На себя… Думаю себе, тогда и барыш мне сполна идет, и буду я жить с рассудком. Был у меня товарищ Алеша Зуев, друг и приятель. Сказал я ему об эфтим, и он обрадовался, — «лучше нет, говорит. Давай вместе». — «Давай…»
Кой-как да кой-как сколотились мы на станчишко, взялись пистолеты работать. Наняли себе конурку, стали жить. Трудно нам, по правде сказать, пришлось слесарным мастерством заняться. Дело новое; ну, все же радовался я, что теперича совсем я по-благородному жить начну, потихоньку; между прочим, полагаю, что от пьянства я уж избавлен… Однако же нет. Живши более шести лет в этом пьянстве да буянстве, в прижиме да нажиме, достаточно я свое благородство исказил…
Случай такой случился.
Зачалась эта у нас работа, а наипаче того пошла дружба: такая дружба, такая дружба, страсть! Мало мне своего дела делать, все я стараюсь приятелю угодить… Зуев еще пуще того надседается… Так он тихости и спокою обрадовался, что когда, бывало, сидим мы с ним на завалинке, все он меня благодарит.
Попросит он меня стих какой сказать (я стихов много знаю), я ему стих скажу; и так я, признаться, умею этими стихами человека пробрать, даже невероятно. Я главнее стараюсь жалобными; голос у меня для этого есть тонкий такой. Так я, бывало, этого Алеху стихом проберу, что только вздыхает он и говорит:
«Господи! Подумаешь, подумаешь, удивление!»
В ту пору ему кажется, словно он самого себя впервой увидал, начнет думать, только ужасается: «Господи, говорит, что ж это такое?.. Как же это все?..» И на дерево смотрит и на небо. И никак ничего не сообразит… Так он в этой жисти заржавел. Тогда как я, при моем благородстве, довольно хорошо все это понимал: примерно — дерево… Я это мог.
Я его стихом пробираю, — он мне ночью сказку какую расскажет. Сказки он богато сказывал.
Ну, истинно говорю, шла у нас дружба. Настояще как два ангела жили.
Только что же? Продали мы работу, первую, и с радости маленечко того — пивца… Дальше да больше — глядь, и шибко подгуляли… Наутро тоже. Потом того, Алеха сломал у моего замка пробой и выкрал все мое имущество. Выкрал и пропил…

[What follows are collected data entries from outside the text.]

// Copyright (c) 2024-2026 Martin Schröder <info@swedishembedded.com>
//
// SPDX-License-Identifier: Apache-2.0
use std::path::PathBuf;
use std::sync::Arc;
use std::time::Duration;

use anyhow::Context;
use tracing::{debug, warn};

use skriv_config::Mode;
use skriv_events::{Event, KbChange};
use skriv_model::retry_with_backoff;
use skriv_tools::{ToolCall, ToolContext, ToolRegistry};

use crate::decision::{AgentDecision, AgentResult, DecisionStrategy, HistoryEntry};

/// One unit of agent work, created by the router.
#[derive(Debug, Clone)]
pub struct AgentTask {
    pub task_id: String,
    pub user_id: i64,
    pub kb_id: String,
    pub kb_root: PathBuf,
    pub mode: Mode,
    pub input: String,
    pub max_iterations: u32,
    pub timeout: Duration,
}

/// What a finished task hands back to the router.
#[derive(Debug)]
pub struct AgentOutcome {
    pub result: AgentResult,
    pub iterations: u32,
    /// Union of registry-tracked and externally-reported changes
    pub changes: Vec<KbChange>,
}

/// The bounded plan/act/observe loop.
///
/// Each iteration asks the strategy for a decision and acts on it.  Tool
/// failures are history entries, not task failures; provider failures are
/// retried with backoff and only their exhaustion is terminal.  The task
/// deadline bounds the whole run, and dropping the returned future cancels
/// any in-flight tool invocation with it.
pub struct Agent {
    strategy: Arc<dyn DecisionStrategy>,
    registry: Arc<ToolRegistry>,
    provider_retries: u32,
    provider_backoff: Duration,
}

impl Agent {
    pub fn new(
        strategy: Arc<dyn DecisionStrategy>,
        registry: Arc<ToolRegistry>,
        provider_retries: u32,
        provider_backoff: Duration,
    ) -> Self {
        Self {
            strategy,
            registry,
            provider_retries,
            provider_backoff,
        }
    }

    pub fn registry(&self) -> &Arc<ToolRegistry> {
        &self.registry
    }

    /// Run the task to completion, the iteration cap, or the deadline.
    pub async fn run(&self, task: &AgentTask, ctx: &ToolContext) -> anyhow::Result<AgentOutcome> {
        ctx.publish(&Event::AgentStarted {
            user_id: task.user_id,
            task_id: task.task_id.clone(),
            mode: task.mode.to_string(),
        });

        let outcome = match tokio::time::timeout(task.timeout, self.run_inner(task, ctx)).await {
            Ok(result) => result,
            Err(_) => Err(anyhow::anyhow!(
                "task deadline of {:?} exceeded",
                task.timeout
            )),
        };

        ctx.publish(&Event::AgentFinished {
            user_id: task.user_id,
            task_id: task.task_id.clone(),
            success: outcome.is_ok(),
            iterations: outcome.as_ref().map(|o| o.iterations).unwrap_or(0),
        });
        outcome
    }

    async fn run_inner(&self, task: &AgentTask, ctx: &ToolContext) -> anyhow::Result<AgentOutcome> {
        let mut history: Vec<HistoryEntry> = Vec::new();
        let schemas = self.registry.schemas_for_mode(task.mode);

        for iteration in 0..task.max_iterations {
            let decision = retry_with_backoff(
                "agent decision",
                self.provider_retries,
                self.provider_backoff,
                || self.strategy.decide(task, &history, &schemas),
            )
            .await
            .context("decision provider failed")?;

            match decision {
                AgentDecision::End(result) => {
                    debug!(task_id = %task.task_id, iteration, "task finished");
                    let mut changes = ctx.changes().snapshot();
                    changes.extend(result.external_changes.iter().cloned());
                    return Ok(AgentOutcome {
                        result,
                        iterations: iteration + 1,
                        changes,
                    });
                }
                AgentDecision::ToolCall { name, args } => {
                    if self.registry.get(&name).is_none() {
                        // A hallucinated tool name is unrecoverable: the
                        // schema list was already in the prompt.
                        anyhow::bail!("agent requested unknown tool '{name}'");
                    }
                    let call = ToolCall::new(format!("call_{iteration}"), name.clone(), args.clone());
                    debug!(task_id = %task.task_id, iteration, tool = %name, "executing tool");
                    // Model-issued calls go through the registry's mode
                    // policy: a tool outside the task's mode (a write in
                    // ask mode) is denied and the denial lands in history.
                    let output = self.registry.execute_for_mode(&call, task.mode, ctx).await;
                    if output.is_error {
                        warn!(task_id = %task.task_id, tool = %name, "tool failed: {}", output.content);
                    }
                    ctx.publish(&Event::ToolCalled {
                        user_id: task.user_id,
                        task_id: task.task_id.clone(),
                        tool: name.clone(),
                        success: !output.is_error,
                    });
                    history.push(HistoryEntry::ToolExchange {
                        name,
                        args,
                        output: output.content,
                        is_error: output.is_error,
                    });
                }
                AgentDecision::Continue { thought } => {
                    history.push(HistoryEntry::Thought(thought));
                }
            }
        }

        anyhow::bail!(
            "iteration limit of {} reached without a final answer",
            task.max_iterations
        )
    }
}

// ─── Unit tests ──────────────────────────────────────────────────────────────
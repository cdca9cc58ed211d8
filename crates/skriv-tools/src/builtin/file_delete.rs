// Copyright (c) 2024-2026 Martin Schröder <info@swedishembedded.com>
//
// SPDX-License-Identifier: MIT
use async_trait::async_trait;
use serde_json::{json, Value};
use tracing::debug;

use skriv_config::Mode;
use skriv_events::KbChangeKind;

use crate::context::ToolContext;
use crate::tool::{Tool, ToolCall, ToolOutput};

pub struct FileDeleteTool;

#[async_trait]
impl Tool for FileDeleteTool {
    fn name(&self) -> &str {
        "file_delete"
    }

    fn description(&self) -> &str {
        "Delete a file from the knowledge base. The path must name an existing \
         file; directories are removed with folder_delete."
    }

    fn parameters_schema(&self) -> Value {
        json!({
            "type": "object",
            "properties": {
                "path": { "type": "string", "description": "KB-relative file path" }
            },
            "required": ["path"]
        })
    }

    fn modes(&self) -> &[Mode] {
        &[Mode::Agent]
    }

    async fn execute(&self, call: &ToolCall, ctx: &ToolContext) -> ToolOutput {
        let raw = match call.str_arg("path") {
            Ok(p) => p,
            Err(out) => return out,
        };
        let path = match ctx.resolve(raw) {
            Ok(p) => p,
            Err(e) => return ToolOutput::err(&call.id, e.to_string()),
        };
        if !path.is_file() {
            return ToolOutput::err(&call.id, format!("'{raw}' is not a file"));
        }

        debug!(path = %path.display(), "file_delete");
        match tokio::fs::remove_file(&path).await {
            Ok(()) => {
                ctx.record_change(KbChangeKind::FileDeleted, &path, self.name());
                ToolOutput::ok(&call.id, format!("deleted {raw}"))
            }
            Err(e) => ToolOutput::err(&call.id, format!("delete error: {e}")),
        }
    }
}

Жестоко я этим оскорбился, хоть, признаться по совести, сам я тоже (уж истинно не знаю, как меня бог не защитил!) у Алехи из сундука выхватил, что было, и тоже пропил… Хмельны мы были; оскорбившись, подхожу я к Алехе, на улице ветрел, и в досаде на его такой поступок говорю:
«Ты как смел воровать?»
«Ты сам вор!»
«Врешь — ты!»
«Ка-ак, я вор!»
Кэ-эк я-а е-в-в-во-о!..
На оборотку сколупнул он меня торчмя головой в канаву; упал я, лежу и думаю: «Господи! Что ж это такое?» Ничего не пойму!.. Осерчал я, вскочил и так ему заговорил:
«Ты зачем в мой сундук залез?»
«А ты зачем?»
«Нет, ты-то зачем?»
«Нет, зачем ты?..»
Я развернулся… р-раз!
Потому смертельная мне была обида, что я так себя унизил и никак настоящего первоначатия нашему безобразию не сыщу… Теперь я так думаю, что ежели который на двадцати языках знает, заставить его это дело расчесть, и то он пардону попросит…
Тут меня Алеха, признаться, помя-ал!..
После этого Алеха закрутился где-то. Сижу я один дома тверезый и все раздумываю: «Как же это я-то?» И стало мне, признаться сказать, от таких размышлений смерть как жутко…
Стал я кажинного человека опасаться: что у него на уме?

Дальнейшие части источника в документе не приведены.